En fait, le temps est bien plus mauvais qu'annoncé. Là où je suis, on devait avoir force 6 avec des claques à 7, mais dans la réalité, c'est un bon 8 avec des claques à 9 de temps en temps. Je suis mouillé à 200 m d'une plage de sable fin et surtout d'excellente tenue, par 4 m de fond et avec 50 m de chaîne. Comme je me méfie de la Méditerranée, j'ai prévu une deuxième ancre de 30 kg à empenneler sur la chaîne de la première qui est de 20 kg. Mais en attendant, je veille et surveille d'un œil la mer qui fume depuis 24 heures. Cela devrait durer encore au moins deux jours.

En même temps, avec le deuxième œil, en attendant que les éléments se calment, je regarde mes photos et les retouche pour vous faire partager mon petit périple. Vous aurez donc quelques images, une ou deux vidéos, si j'arrive à les charger sur Internet, mais vous n'aurez pas grand chose d'autre. En particulier, vous n'aurez pas à veiller pendant une semaine, nuit et jour, à vous prendre des embruns dans la figure et des vagues qui vous rincent de la tête aux pieds, ni à attendre des heures dans la pétole en scrutant l'horizon pour tenter de déceler la moindre risée. Vous ne sentirez pas l'odeur de la mer et vous n'entendrez pas le bruit si étrange d'un monde sans voiture, moto, télé, ... Juste le bruit de l'eau et du vent. Pas de Voie Lactée, ni la Pleine Lune qui était pourtant au rendez-vous. Vous n'aurez pas non plus à foncer à l'avant du bateau parce que le génois ne veut pas passer à l'intérieur du balcon, ni à mouliner au winch une écoute à chaque changement de voile ou virement. Vous n'aurez pas, non plus, le coup au cœur lorsque la bobine du moulinet se dévidera à toute vitesse, et vous n'aurez pas à vous bagarrer contre un gros poisson qui s'est laissé leurrer.

Bref, vous allez avoir la version édulcorée d'une navigation hauturière d'une grosse semaine, loin du monde, en Méditerranée, mer capricieuse, vicieuse, et exigeante, où le temps change toutes les heures, de jour comme de nuit, et où des bateaux croisent dans tous les sens, du N au S, de l'W à l'E et en diagonale ou même, en rond, comme les chalutiers. Eh oui ! Faire une semaine de navigation continue sur la Grande Bleue est beaucoup plus exigeant, fatiguant, stressant que faire une transat, pendant laquelle on passe des journées à bouquiner, pendant que le bateau avance au gré des alizés, sans réel trafic maritime.

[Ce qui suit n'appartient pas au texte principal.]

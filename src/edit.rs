//! Writing field edits back into the document.
//!
//! A node id names a structural path, so it can be resolved back to the exact
//! subtree the node was synthesized from. Edits go there and the caller re-renders.

use crate::document::{Document, DocumentKind};
use crate::error::EditError;
use crate::graph::ids;
use serde_json::{Map, Value};
use tracing::debug;

/// Returns the document subtree a node id was synthesized from.
pub fn resolve<'a>(document: &'a Document, node_id: &str) -> Option<&'a Value> {
    let path = subtree_path(&document.kind(), node_id)?;
    path.iter()
        .try_fold(&document.data, |value, step| match step {
            Step::Key(key) => value.get(*key),
            Step::Index(index) => value.get(*index),
        })
        .filter(|v| !v.is_null())
}

/// Mutable counterpart of [`resolve`].
pub fn resolve_mut<'a>(document: &'a mut Document, node_id: &str) -> Option<&'a mut Value> {
    let path = subtree_path(&document.kind(), node_id)?;
    path.iter()
        .try_fold(&mut document.data, |value, step| match step {
            Step::Key(key) => value.get_mut(*key),
            Step::Index(index) => value.get_mut(*index),
        })
        .filter(|v| !v.is_null())
}

/// Sets the dotted `field_path` (e.g. `model.model_name`) on the subtree of `node_id`,
/// creating intermediate objects as needed.
pub fn apply_field_edit(
    document: &mut Document,
    node_id: &str,
    field_path: &str,
    value: Value,
) -> Result<(), EditError> {
    let segments: Vec<&str> = field_path.split('.').collect();
    if field_path.trim().is_empty() || segments.iter().any(|s| s.is_empty()) {
        return Err(EditError::EmptyFieldPath);
    }

    let target = resolve_mut(document, node_id)
        .ok_or_else(|| EditError::NodeNotFound(node_id.to_string()))?;

    let not_an_object = |segment: &str| EditError::NotAnObject {
        node_id: node_id.to_string(),
        segment: segment.to_string(),
    };

    let (&last, parents) = segments
        .split_last()
        .ok_or(EditError::EmptyFieldPath)?;
    let mut current = target;
    for &segment in parents {
        let object = current.as_object_mut().ok_or_else(|| not_an_object(segment))?;
        let child = object
            .entry(segment.to_string())
            .or_insert_with(|| Value::Object(Map::new()));
        if child.is_null() {
            *child = Value::Object(Map::new());
        }
        current = child;
    }

    current
        .as_object_mut()
        .ok_or_else(|| not_an_object(last))?
        .insert(last.to_string(), value);

    debug!(node = node_id, field = field_path, "applied field edit");
    Ok(())
}

enum Step {
    Key(&'static str),
    Index(usize),
}

/// Path from the document payload to the subtree of `node_id`.
fn subtree_path(kind: &DocumentKind, node_id: &str) -> Option<Vec<Step>> {
    if let Some((parent, index)) = ids::parse_tool(node_id) {
        let mut path = subtree_path(kind, parent)?;
        path.extend([Step::Key("tools"), Step::Index(index)]);
        return Some(path);
    }
    if let Some(parent) = ids::parse_history(node_id) {
        let mut path = subtree_path(kind, parent)?;
        path.push(Step::Key("history"));
        return Some(path);
    }

    match (kind, node_id) {
        (DocumentKind::Pool, ids::POOL_ROOT)
        | (DocumentKind::Agent, ids::AGENT_ROOT)
        | (DocumentKind::Collection, ids::COLLECTION_ROOT) => Some(Vec::new()),
        (DocumentKind::Pool, ids::ROUTER_MAIN) => Some(vec![Step::Key("router")]),
        (DocumentKind::Pool | DocumentKind::Collection, id) => {
            let index = ids::parse_agent(id)?;
            Some(vec![Step::Key("agents"), Step::Index(index)])
        }
        _ => None,
    }
}
//! Open documents ("tabs") and their saved layouts.
//!
//! A tab whose layout was saved is restored by feeding that layout to the merge step
//! as the previous node set, so the user's arrangement comes back exactly instead of a
//! fresh auto-layout.

use crate::document::Document;
use crate::edit::apply_field_edit;
use crate::error::SessionError;
use crate::graph::Graph;
use crate::pipeline::Atlas;
use serde::{Deserialize, Serialize};
use serde_json::Value;
use std::fs;
use std::path::Path;
use tracing::{debug, info};
use uuid::Uuid;

#[derive(Debug, Clone, PartialEq, Serialize, Deserialize)]
pub struct Tab {
    pub id: String,
    pub name: String,
    #[serde(alias = "data")]
    pub document: Document,
    #[serde(default, skip_serializing_if = "Option::is_none")]
    pub layout: Option<Graph>,
}

impl Tab {
    pub fn new(name: impl Into<String>, document: Document) -> Self {
        Self {
            id: Uuid::new_v4().to_string(),
            name: name.into(),
            document,
            layout: None,
        }
    }
}

/// Ordered tabs plus the active one.
#[derive(Debug, Clone, Default, PartialEq, Serialize, Deserialize)]
pub struct Session {
    pub tabs: Vec<Tab>,
    #[serde(default)]
    pub active: Option<String>,
}

impl Session {
    pub fn new() -> Self {
        Self::default()
    }

    /// Adds a tab for `document` and makes it active. Returns the new tab id.
    pub fn open(&mut self, name: impl Into<String>, document: Document) -> String {
        let tab = Tab::new(name, document);
        let id = tab.id.clone();
        info!(tab = %id, name = %tab.name, kind = %tab.document.kind(), "opened tab");
        self.tabs.push(tab);
        self.active = Some(id.clone());
        id
    }

    /// Opens a `.pear` or `.json` file, naming the tab after the file stem.
    pub fn open_file(&mut self, path: &str) -> Result<String, SessionError> {
        let file = Path::new(path);
        let supported = matches!(
            file.extension().and_then(|e| e.to_str()),
            Some("pear") | Some("json")
        );
        if !supported {
            return Err(SessionError::UnsupportedFile(path.to_string()));
        }

        let content = fs::read_to_string(file)
            .map_err(|e| SessionError::Io(format!("Could not read '{}': {}", path, e)))?;
        let document = Document::from_json(&content)?;
        let name = file
            .file_stem()
            .and_then(|s| s.to_str())
            .unwrap_or("untitled")
            .to_string();
        Ok(self.open(name, document))
    }

    /// Removes a tab. If it was active, the last remaining tab becomes active.
    pub fn close(&mut self, id: &str) -> Result<Tab, SessionError> {
        let index = self.index_of(id)?;
        let tab = self.tabs.remove(index);
        if self.active.as_deref() == Some(id) {
            self.active = self.tabs.last().map(|t| t.id.clone());
        }
        debug!(tab = id, remaining = self.tabs.len(), "closed tab");
        Ok(tab)
    }

    pub fn activate(&mut self, id: &str) -> Result<(), SessionError> {
        self.index_of(id)?;
        self.active = Some(id.to_string());
        Ok(())
    }

    pub fn tab(&self, id: &str) -> Result<&Tab, SessionError> {
        self.tabs
            .iter()
            .find(|t| t.id == id)
            .ok_or_else(|| SessionError::TabNotFound(id.to_string()))
    }

    pub fn active_tab(&self) -> Option<&Tab> {
        self.active.as_deref().and_then(|id| self.tab(id).ok())
    }

    /// Replaces the document of a tab. The saved layout is kept so positions survive.
    pub fn update_document(&mut self, id: &str, document: Document) -> Result<(), SessionError> {
        self.tab_mut(id)?.document = document;
        Ok(())
    }

    /// Writes a single field edit into the subtree of `node_id` in a tab's document.
    pub fn edit_field(
        &mut self,
        id: &str,
        node_id: &str,
        field_path: &str,
        value: Value,
    ) -> Result<(), SessionError> {
        let tab = self.tab_mut(id)?;
        apply_field_edit(&mut tab.document, node_id, field_path, value)?;
        Ok(())
    }

    pub fn save_layout(&mut self, id: &str, layout: Graph) -> Result<(), SessionError> {
        self.tab_mut(id)?.layout = Some(layout);
        Ok(())
    }

    /// Renders a tab, restoring the positions of its saved layout when it has one.
    pub fn render(&self, id: &str, atlas: &Atlas) -> Result<Graph, SessionError> {
        let tab = self.tab(id)?;
        Ok(match &tab.layout {
            Some(saved) => atlas.rerender(&tab.document, &saved.nodes),
            None => atlas.render(&tab.document),
        })
    }

    /// Renders the active tab, if any.
    pub fn render_active(&self, atlas: &Atlas) -> Option<Result<Graph, SessionError>> {
        self.active.as_deref().map(|id| self.render(id, atlas))
    }

    pub fn to_json(&self) -> Result<String, SessionError> {
        serde_json::to_string(self).map_err(|e| SessionError::Json(e.to_string()))
    }

    /// Parses a session. A bare array of tabs, as the web canvas stores them, is
    /// also accepted; its first tab becomes active.
    pub fn from_json(json: &str) -> Result<Self, SessionError> {
        let value: Value =
            serde_json::from_str(json).map_err(|e| SessionError::Json(e.to_string()))?;
        match value {
            Value::Array(_) => {
                let tabs: Vec<Tab> = serde_json::from_value(value)
                    .map_err(|e| SessionError::Json(e.to_string()))?;
                let active = tabs.first().map(|t| t.id.clone());
                Ok(Self { tabs, active })
            }
            other => serde_json::from_value(other).map_err(|e| SessionError::Json(e.to_string())),
        }
    }

    pub fn save(&self, path: &str) -> Result<(), SessionError> {
        fs::write(path, self.to_json()?)
            .map_err(|e| SessionError::Io(format!("Could not write '{}': {}", path, e)))
    }

    pub fn load(path: &str) -> Result<Self, SessionError> {
        let content = fs::read_to_string(path)
            .map_err(|e| SessionError::Io(format!("Could not read '{}': {}", path, e)))?;
        Self::from_json(&content)
    }

    fn index_of(&self, id: &str) -> Result<usize, SessionError> {
        self.tabs
            .iter()
            .position(|t| t.id == id)
            .ok_or_else(|| SessionError::TabNotFound(id.to_string()))
    }

    fn tab_mut(&mut self, id: &str) -> Result<&mut Tab, SessionError> {
        self.tabs
            .iter_mut()
            .find(|t| t.id == id)
            .ok_or_else(|| SessionError::TabNotFound(id.to_string()))
    }
}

En bleu, l'itinéraire d'Est en Ouest entre Cephallonie (Grèce) et Spiazzia Giunco au Sud de la Sardaigne (Italie)

Donc départ le 26 juillet à 14 h de Céphallonie. 

Le mouillage au Sud de Céphallonie, quelques heures avant le départ.

Les prévisions météo annonçant du vent de Nord modéré, c'était le bon moment pour viser le détroit de Messine, puis me faufiler entre la botte italienne et la Sicile.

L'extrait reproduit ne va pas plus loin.